*What is needed*
Report only the number of lines in the following entries where the word "Debug" occurs.

########

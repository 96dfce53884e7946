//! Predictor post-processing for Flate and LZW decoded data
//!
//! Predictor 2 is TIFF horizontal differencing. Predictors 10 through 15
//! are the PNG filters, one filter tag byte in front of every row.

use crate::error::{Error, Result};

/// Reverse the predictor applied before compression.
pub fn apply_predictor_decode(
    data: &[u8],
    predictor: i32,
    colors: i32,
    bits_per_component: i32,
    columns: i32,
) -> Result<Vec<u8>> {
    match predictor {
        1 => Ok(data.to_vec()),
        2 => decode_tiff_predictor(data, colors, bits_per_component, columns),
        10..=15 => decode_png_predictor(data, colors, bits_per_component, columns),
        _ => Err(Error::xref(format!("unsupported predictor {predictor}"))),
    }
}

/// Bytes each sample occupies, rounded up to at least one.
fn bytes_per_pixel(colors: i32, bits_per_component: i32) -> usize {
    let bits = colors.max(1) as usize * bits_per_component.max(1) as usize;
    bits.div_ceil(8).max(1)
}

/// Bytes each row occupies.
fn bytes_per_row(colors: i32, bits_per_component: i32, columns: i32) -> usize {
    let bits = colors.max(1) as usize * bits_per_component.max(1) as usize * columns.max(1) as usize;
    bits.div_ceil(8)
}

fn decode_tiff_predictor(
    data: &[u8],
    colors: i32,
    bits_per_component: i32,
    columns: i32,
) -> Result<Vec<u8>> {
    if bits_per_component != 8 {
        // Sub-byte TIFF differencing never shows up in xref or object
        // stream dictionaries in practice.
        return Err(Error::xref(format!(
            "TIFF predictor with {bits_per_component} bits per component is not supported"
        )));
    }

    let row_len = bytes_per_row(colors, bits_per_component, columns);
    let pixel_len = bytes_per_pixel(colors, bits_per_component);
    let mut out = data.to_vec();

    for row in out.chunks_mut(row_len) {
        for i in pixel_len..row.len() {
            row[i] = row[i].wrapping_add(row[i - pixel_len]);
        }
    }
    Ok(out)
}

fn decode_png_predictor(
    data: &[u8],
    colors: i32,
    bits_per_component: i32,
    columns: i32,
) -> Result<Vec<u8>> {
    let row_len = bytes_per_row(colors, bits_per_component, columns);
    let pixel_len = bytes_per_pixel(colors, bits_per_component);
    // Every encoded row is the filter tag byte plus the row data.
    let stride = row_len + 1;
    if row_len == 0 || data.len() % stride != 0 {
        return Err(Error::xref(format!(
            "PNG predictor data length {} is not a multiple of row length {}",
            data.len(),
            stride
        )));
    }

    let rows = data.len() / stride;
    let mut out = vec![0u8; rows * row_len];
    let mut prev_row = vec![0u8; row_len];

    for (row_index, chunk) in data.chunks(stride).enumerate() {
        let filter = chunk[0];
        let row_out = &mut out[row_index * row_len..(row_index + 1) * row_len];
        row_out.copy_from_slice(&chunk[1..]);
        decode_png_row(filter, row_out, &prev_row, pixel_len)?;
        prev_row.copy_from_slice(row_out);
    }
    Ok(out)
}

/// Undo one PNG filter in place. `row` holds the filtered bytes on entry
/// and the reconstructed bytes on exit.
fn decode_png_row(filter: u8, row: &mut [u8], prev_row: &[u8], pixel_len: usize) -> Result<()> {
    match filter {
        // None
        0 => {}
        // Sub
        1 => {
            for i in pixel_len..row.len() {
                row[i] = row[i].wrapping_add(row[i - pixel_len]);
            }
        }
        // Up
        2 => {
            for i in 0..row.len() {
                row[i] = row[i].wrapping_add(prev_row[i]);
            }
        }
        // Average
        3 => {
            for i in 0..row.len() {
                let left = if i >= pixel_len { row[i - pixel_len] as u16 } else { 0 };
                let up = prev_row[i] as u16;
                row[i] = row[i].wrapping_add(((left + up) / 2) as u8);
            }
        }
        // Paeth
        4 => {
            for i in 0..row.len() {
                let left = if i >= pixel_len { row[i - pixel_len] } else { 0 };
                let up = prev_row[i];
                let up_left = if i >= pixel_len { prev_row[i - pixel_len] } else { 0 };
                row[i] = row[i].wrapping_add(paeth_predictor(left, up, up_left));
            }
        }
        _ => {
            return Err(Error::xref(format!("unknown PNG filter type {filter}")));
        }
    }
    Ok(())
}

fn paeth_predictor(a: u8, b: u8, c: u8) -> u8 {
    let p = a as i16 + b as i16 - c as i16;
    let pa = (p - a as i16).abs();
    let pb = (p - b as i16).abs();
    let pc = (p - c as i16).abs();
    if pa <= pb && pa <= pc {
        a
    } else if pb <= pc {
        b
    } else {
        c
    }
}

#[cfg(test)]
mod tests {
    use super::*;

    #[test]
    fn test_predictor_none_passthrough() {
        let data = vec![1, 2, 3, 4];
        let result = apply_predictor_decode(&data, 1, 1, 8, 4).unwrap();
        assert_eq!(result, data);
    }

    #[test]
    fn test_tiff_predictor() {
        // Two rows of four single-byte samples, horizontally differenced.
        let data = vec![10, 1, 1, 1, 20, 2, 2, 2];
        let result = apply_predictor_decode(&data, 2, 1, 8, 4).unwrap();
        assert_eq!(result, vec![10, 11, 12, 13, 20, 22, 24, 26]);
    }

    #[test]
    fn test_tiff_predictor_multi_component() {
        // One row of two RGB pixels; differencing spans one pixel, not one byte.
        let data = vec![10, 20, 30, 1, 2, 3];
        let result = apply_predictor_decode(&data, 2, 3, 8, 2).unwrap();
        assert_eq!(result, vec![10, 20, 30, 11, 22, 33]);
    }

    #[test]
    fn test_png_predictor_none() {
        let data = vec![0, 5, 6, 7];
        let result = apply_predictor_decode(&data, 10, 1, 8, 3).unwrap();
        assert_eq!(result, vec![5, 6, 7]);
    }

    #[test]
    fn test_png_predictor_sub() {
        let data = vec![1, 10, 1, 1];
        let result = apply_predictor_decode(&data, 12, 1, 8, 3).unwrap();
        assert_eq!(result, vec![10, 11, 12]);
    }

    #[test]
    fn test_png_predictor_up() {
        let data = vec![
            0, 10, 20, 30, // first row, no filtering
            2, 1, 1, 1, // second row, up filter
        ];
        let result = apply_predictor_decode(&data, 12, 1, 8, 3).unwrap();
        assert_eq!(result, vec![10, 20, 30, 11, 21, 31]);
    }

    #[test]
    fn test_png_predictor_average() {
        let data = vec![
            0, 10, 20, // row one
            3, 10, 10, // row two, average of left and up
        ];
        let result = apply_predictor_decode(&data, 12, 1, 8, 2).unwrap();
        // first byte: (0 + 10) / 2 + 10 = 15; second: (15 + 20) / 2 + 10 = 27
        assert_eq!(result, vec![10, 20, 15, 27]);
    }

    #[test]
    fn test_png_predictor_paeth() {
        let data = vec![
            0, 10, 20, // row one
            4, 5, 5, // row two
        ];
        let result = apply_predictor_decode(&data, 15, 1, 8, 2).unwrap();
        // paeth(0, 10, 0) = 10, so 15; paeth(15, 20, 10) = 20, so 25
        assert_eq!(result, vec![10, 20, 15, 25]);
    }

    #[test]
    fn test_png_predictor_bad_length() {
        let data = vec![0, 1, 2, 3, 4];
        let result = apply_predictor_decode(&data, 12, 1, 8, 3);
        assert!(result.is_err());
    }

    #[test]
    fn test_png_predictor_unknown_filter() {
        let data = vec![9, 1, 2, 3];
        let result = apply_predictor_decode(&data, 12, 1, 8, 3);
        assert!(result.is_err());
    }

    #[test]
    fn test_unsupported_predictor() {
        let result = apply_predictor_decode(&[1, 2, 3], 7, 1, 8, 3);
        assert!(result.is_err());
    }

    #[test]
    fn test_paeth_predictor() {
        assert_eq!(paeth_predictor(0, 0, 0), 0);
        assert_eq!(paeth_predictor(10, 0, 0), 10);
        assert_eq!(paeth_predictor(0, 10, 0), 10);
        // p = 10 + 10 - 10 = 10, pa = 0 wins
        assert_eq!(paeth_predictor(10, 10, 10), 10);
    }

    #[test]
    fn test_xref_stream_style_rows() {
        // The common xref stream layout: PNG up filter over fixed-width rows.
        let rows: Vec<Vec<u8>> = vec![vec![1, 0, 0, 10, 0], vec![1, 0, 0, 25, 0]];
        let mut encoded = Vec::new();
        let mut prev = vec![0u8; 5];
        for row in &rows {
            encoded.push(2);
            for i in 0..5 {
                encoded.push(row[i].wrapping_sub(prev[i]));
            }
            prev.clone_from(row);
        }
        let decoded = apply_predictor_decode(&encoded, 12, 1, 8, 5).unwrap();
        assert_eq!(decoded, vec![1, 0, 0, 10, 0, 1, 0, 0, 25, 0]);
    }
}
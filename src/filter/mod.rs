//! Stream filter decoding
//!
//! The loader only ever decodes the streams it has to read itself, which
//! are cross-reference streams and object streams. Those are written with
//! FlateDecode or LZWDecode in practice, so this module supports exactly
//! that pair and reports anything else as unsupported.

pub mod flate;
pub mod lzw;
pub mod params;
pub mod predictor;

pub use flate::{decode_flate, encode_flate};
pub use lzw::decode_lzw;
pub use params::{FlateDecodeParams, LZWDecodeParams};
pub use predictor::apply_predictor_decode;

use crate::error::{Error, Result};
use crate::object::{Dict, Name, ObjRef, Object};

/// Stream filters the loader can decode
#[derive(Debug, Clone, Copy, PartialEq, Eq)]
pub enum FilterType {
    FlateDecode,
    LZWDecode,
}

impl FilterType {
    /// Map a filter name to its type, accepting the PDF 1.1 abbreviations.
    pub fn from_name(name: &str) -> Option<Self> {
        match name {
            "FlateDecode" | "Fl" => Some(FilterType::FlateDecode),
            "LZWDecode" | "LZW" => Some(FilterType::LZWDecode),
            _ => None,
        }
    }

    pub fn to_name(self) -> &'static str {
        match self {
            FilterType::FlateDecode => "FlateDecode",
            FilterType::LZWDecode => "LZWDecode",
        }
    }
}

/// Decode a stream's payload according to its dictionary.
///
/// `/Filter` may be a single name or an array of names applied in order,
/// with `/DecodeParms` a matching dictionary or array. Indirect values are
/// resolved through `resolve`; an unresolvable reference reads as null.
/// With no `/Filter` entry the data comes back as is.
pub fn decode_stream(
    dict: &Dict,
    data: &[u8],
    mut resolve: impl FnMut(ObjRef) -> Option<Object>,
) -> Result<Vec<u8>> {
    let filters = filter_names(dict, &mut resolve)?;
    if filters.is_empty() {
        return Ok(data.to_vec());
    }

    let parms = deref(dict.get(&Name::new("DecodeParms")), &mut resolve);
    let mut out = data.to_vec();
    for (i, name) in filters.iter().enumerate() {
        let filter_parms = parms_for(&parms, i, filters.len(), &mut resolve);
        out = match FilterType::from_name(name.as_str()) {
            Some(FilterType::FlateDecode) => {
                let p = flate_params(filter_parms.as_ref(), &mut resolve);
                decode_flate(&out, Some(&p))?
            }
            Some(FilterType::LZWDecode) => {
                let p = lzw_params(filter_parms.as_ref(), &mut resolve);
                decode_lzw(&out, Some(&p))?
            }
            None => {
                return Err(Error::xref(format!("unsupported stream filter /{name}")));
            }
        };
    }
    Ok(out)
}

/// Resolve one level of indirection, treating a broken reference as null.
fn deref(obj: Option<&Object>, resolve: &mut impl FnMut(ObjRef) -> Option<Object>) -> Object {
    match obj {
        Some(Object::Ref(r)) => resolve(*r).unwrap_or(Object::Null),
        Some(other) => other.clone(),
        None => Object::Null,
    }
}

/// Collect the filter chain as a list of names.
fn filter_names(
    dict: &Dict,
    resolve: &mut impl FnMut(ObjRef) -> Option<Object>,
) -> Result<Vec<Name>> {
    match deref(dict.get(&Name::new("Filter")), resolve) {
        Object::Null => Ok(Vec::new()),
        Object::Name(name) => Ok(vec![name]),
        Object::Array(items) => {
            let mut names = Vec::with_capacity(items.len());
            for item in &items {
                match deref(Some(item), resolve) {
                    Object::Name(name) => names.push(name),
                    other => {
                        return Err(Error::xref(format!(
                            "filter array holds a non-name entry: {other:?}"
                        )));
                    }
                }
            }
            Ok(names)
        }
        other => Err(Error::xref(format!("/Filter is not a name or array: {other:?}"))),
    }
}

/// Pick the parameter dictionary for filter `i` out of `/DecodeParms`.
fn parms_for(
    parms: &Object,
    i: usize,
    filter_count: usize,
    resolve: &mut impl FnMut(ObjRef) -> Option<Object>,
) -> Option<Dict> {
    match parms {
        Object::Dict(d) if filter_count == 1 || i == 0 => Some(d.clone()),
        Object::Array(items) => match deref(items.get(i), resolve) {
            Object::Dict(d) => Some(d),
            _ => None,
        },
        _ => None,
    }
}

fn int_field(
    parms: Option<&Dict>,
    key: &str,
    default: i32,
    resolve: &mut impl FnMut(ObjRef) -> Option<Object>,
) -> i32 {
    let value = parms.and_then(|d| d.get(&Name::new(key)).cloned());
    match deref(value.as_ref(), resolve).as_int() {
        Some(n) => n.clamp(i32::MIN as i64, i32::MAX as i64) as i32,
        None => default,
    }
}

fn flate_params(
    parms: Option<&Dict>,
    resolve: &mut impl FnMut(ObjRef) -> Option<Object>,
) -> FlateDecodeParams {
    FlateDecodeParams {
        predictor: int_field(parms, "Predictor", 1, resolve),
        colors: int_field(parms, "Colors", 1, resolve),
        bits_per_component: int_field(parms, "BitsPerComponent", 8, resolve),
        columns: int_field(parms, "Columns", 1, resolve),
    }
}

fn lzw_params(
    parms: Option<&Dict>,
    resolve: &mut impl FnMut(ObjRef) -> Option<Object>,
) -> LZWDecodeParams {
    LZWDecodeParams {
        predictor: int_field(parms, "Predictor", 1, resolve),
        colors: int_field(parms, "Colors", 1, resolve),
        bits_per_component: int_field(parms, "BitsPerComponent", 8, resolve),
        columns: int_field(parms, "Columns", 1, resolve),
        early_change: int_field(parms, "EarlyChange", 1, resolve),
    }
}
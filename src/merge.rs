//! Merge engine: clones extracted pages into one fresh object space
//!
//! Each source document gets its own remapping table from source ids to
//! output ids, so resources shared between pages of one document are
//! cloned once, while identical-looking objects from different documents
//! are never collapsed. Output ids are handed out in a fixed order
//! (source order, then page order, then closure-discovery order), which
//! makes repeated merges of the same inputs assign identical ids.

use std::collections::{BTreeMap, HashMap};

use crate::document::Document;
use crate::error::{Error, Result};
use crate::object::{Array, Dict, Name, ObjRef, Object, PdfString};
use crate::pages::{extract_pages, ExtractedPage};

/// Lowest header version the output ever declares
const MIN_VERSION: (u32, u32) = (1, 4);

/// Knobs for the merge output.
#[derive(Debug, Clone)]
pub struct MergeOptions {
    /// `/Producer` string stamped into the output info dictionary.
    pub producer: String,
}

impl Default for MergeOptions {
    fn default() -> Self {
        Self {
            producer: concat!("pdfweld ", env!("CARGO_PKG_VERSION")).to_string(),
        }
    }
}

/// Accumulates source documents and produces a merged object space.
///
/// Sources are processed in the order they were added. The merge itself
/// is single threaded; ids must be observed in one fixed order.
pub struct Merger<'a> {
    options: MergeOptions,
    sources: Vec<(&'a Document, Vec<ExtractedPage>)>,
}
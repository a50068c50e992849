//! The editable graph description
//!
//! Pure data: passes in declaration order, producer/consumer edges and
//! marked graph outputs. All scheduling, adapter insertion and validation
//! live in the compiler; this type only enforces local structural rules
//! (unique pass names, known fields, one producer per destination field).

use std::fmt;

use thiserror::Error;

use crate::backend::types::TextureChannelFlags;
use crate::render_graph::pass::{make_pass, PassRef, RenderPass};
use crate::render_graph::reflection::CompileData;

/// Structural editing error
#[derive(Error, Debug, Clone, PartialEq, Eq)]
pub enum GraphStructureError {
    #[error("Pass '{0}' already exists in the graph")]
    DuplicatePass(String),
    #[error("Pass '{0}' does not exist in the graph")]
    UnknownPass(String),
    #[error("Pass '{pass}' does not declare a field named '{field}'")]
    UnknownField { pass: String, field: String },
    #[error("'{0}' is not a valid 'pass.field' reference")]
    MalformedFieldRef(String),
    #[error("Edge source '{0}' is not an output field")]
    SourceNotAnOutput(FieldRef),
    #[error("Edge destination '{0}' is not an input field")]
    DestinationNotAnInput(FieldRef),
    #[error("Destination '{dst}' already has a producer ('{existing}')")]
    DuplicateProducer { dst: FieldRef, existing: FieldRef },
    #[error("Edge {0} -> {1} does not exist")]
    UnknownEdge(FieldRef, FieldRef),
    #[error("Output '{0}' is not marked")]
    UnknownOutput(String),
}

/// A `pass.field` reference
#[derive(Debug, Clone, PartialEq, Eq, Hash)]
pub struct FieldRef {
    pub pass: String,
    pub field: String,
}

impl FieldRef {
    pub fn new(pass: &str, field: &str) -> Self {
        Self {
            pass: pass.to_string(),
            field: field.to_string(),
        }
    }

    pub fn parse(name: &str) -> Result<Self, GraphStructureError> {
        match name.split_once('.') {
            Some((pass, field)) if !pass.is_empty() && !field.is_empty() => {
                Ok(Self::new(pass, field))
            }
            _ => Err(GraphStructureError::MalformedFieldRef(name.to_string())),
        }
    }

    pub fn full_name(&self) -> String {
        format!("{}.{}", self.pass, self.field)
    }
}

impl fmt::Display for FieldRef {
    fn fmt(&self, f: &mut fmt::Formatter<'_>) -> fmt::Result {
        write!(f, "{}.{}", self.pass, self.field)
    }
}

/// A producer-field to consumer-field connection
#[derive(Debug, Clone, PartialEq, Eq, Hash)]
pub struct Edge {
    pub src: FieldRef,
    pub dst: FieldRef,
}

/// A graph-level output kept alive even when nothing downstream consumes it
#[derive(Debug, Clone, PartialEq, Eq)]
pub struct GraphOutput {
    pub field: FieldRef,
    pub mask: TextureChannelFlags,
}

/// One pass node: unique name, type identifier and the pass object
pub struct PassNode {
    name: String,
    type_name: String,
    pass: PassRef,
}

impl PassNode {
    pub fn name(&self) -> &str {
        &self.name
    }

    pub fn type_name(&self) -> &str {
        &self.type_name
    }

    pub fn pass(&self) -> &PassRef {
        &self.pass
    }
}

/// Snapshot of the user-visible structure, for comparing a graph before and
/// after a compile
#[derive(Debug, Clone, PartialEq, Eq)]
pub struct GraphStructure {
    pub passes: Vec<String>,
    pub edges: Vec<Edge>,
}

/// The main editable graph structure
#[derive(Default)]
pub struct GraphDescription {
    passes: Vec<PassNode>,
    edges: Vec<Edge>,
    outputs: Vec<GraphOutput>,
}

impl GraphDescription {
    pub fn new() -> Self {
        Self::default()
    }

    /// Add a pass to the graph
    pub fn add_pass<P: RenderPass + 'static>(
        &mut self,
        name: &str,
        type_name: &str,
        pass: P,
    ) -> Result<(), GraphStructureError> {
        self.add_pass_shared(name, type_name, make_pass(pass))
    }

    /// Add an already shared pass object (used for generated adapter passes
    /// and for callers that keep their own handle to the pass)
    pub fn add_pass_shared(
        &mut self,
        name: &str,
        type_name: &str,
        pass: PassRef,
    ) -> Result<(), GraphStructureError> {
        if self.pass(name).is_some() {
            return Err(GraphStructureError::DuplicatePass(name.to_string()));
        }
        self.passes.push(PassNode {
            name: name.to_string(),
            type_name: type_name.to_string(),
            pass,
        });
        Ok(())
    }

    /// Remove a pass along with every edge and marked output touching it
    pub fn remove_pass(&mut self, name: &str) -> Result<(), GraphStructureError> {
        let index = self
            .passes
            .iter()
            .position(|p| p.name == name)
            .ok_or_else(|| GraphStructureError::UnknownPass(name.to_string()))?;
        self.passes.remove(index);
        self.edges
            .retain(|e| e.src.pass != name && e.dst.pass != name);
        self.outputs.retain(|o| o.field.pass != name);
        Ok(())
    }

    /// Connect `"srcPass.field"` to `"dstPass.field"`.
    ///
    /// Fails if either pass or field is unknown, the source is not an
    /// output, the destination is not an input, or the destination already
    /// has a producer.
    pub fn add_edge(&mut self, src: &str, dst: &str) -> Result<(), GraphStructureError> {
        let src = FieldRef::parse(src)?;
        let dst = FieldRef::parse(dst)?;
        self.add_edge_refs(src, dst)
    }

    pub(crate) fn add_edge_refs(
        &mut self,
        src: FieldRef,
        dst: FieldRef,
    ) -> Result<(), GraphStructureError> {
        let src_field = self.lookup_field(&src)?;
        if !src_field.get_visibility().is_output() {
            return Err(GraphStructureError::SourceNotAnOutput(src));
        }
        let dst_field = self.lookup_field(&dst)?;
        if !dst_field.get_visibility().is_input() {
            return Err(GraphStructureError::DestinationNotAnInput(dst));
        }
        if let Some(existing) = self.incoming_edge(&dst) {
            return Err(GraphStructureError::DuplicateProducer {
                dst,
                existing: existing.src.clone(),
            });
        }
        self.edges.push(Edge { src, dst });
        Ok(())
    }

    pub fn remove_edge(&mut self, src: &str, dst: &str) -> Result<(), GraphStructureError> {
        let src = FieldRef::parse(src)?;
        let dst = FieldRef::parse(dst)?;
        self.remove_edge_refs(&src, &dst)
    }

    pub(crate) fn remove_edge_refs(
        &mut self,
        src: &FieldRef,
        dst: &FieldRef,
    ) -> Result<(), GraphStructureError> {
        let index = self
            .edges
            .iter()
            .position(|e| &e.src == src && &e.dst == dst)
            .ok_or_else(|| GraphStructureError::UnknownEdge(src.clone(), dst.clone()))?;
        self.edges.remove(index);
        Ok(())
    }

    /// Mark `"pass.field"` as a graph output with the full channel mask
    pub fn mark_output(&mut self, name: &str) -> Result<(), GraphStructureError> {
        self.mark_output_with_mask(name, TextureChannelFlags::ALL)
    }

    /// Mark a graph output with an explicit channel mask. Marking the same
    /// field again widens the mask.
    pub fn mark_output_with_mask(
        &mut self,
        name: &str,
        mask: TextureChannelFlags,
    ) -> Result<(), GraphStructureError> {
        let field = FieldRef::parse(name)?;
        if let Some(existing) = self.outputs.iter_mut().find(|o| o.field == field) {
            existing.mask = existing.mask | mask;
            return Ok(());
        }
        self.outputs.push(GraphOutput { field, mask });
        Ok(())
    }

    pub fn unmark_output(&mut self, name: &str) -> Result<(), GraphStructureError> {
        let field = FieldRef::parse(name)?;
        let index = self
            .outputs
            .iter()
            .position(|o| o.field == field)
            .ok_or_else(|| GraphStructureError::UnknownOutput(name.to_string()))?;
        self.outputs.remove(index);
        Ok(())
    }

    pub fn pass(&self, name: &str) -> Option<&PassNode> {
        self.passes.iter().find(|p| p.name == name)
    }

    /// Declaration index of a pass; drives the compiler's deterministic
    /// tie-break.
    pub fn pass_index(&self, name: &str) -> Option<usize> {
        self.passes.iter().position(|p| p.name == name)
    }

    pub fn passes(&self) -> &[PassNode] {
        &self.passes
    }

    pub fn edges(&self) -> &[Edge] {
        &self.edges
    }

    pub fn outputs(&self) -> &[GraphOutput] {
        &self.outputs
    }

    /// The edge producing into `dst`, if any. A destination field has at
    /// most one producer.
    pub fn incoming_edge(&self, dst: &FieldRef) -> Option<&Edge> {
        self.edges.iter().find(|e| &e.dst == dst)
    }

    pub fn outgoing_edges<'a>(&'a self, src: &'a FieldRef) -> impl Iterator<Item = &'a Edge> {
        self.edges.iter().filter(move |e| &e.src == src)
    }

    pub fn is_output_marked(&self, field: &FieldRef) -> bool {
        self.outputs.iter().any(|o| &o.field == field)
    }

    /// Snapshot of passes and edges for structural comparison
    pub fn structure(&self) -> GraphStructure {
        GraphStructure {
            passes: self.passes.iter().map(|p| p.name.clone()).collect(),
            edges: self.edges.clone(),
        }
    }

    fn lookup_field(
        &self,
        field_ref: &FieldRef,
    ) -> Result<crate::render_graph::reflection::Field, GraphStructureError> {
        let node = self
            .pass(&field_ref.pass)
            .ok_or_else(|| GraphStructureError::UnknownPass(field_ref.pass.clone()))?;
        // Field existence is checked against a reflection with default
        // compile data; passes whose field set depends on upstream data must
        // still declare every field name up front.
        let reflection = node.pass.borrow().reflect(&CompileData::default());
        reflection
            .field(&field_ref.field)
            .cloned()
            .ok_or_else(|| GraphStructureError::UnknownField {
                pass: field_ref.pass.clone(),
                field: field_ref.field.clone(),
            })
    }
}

########

*Expected answer*
7